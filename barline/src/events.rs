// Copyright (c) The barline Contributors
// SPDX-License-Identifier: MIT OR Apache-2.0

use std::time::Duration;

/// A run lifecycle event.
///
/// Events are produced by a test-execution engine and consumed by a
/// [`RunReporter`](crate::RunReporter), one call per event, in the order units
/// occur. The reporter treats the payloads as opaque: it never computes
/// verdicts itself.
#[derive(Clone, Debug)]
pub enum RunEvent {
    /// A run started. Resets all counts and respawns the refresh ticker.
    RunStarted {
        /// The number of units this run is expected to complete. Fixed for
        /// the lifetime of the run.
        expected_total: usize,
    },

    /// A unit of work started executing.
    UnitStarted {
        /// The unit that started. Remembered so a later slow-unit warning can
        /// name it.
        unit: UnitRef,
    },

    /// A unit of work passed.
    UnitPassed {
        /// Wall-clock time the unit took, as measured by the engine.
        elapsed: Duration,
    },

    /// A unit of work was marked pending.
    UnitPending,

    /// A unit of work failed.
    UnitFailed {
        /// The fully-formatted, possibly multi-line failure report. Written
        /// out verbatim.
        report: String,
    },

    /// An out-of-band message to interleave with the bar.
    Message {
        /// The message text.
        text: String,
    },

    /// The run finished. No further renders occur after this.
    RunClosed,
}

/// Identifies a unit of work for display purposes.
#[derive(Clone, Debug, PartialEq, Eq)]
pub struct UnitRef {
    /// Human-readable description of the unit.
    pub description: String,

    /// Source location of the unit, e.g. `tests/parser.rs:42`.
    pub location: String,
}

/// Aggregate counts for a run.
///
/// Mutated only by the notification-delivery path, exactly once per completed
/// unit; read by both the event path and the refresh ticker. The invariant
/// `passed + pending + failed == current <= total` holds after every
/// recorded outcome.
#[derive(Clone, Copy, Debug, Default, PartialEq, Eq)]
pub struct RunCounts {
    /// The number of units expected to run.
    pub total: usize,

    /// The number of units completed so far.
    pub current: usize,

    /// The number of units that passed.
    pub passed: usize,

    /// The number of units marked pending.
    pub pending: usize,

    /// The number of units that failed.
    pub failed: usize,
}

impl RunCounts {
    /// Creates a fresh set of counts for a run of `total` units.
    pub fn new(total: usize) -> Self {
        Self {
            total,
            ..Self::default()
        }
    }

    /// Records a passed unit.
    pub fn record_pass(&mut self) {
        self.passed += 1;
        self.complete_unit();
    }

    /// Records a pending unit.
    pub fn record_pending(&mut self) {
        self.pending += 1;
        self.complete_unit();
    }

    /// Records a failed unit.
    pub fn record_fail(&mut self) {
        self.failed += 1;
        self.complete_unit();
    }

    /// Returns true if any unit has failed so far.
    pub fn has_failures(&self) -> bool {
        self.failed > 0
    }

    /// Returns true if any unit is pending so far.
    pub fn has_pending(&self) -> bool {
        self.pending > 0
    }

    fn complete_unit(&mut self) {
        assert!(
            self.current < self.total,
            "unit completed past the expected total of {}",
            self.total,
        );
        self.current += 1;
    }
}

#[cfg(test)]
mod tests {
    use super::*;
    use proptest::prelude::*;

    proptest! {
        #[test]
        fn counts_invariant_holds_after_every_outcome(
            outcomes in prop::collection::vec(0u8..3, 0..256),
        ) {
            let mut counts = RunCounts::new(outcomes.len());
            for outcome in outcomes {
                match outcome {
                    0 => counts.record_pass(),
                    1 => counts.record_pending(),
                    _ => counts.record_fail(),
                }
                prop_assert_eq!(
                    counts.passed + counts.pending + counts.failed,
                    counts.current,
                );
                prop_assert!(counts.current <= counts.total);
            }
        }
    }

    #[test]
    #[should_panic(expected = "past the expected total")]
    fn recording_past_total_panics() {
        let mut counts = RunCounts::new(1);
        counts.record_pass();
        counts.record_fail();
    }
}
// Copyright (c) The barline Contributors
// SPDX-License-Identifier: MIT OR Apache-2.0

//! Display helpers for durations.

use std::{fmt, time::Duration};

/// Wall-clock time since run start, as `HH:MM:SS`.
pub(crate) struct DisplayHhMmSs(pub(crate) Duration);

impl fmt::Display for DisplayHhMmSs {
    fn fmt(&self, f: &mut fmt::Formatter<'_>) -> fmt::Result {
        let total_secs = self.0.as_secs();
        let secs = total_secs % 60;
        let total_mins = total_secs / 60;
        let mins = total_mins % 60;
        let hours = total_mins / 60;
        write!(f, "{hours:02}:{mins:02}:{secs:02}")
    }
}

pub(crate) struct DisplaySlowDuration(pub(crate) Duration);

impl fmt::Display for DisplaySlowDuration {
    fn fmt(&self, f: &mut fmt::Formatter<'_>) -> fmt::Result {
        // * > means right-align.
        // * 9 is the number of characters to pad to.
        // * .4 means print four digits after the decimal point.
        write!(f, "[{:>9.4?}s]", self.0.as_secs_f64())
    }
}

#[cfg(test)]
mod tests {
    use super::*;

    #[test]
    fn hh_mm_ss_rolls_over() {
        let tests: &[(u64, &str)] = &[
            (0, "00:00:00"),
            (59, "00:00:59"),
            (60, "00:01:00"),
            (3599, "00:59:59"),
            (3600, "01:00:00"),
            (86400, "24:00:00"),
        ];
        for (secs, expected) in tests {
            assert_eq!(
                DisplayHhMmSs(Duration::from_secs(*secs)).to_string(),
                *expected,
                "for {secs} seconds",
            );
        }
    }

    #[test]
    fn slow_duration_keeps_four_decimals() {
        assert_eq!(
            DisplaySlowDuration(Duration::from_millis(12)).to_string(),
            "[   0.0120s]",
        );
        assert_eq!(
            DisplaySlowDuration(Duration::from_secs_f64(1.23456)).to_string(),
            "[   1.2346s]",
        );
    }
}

==

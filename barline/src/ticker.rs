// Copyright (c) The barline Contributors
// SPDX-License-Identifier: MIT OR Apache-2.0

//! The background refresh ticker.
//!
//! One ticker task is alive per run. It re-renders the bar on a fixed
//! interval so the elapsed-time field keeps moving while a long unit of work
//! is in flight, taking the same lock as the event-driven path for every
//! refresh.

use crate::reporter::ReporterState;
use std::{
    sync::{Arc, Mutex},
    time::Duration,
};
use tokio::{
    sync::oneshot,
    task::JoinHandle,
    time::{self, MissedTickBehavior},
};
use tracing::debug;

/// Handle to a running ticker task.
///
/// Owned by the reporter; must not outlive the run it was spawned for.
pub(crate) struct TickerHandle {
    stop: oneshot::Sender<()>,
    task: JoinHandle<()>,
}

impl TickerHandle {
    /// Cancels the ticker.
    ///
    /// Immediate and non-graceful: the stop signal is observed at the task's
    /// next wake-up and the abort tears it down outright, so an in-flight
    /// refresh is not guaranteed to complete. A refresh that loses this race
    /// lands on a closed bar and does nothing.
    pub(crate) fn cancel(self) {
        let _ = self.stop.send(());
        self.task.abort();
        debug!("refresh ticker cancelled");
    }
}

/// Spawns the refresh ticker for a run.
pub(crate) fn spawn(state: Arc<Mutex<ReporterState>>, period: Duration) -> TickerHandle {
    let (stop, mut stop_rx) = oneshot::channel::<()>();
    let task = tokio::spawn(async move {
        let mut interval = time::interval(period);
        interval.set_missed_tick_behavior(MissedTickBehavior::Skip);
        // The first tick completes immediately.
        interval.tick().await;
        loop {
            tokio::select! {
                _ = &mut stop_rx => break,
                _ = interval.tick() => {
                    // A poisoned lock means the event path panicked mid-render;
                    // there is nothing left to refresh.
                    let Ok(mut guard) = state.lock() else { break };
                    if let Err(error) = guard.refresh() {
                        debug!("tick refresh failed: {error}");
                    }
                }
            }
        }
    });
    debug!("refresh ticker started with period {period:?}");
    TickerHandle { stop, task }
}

§ WORK INSTRUCTION: Within the data above, the span starting at the line containing "pub enum RunEvent" and ending at the line containing "failure report. Written" is to be retyped exactly, with no other lines.

§ SOLUTION FOR THIS TASK:
pub enum RunEvent {
    /// A run started. Resets all counts and respawns the refresh ticker.
    RunStarted {
        /// The number of units this run is expected to complete. Fixed for
        /// the lifetime of the run.
        expected_total: usize,
    },

    /// A unit of work started executing.
    UnitStarted {
        /// The unit that started. Remembered so a later slow-unit warning can
        /// name it.
        unit: UnitRef,
    },

    /// A unit of work passed.
    UnitPassed {
        /// Wall-clock time the unit took, as measured by the engine.
        elapsed: Duration,
    },

    /// A unit of work was marked pending.
    UnitPending,

    /// A unit of work failed.
    UnitFailed {
        /// The fully-formatted, possibly multi-line failure report. Written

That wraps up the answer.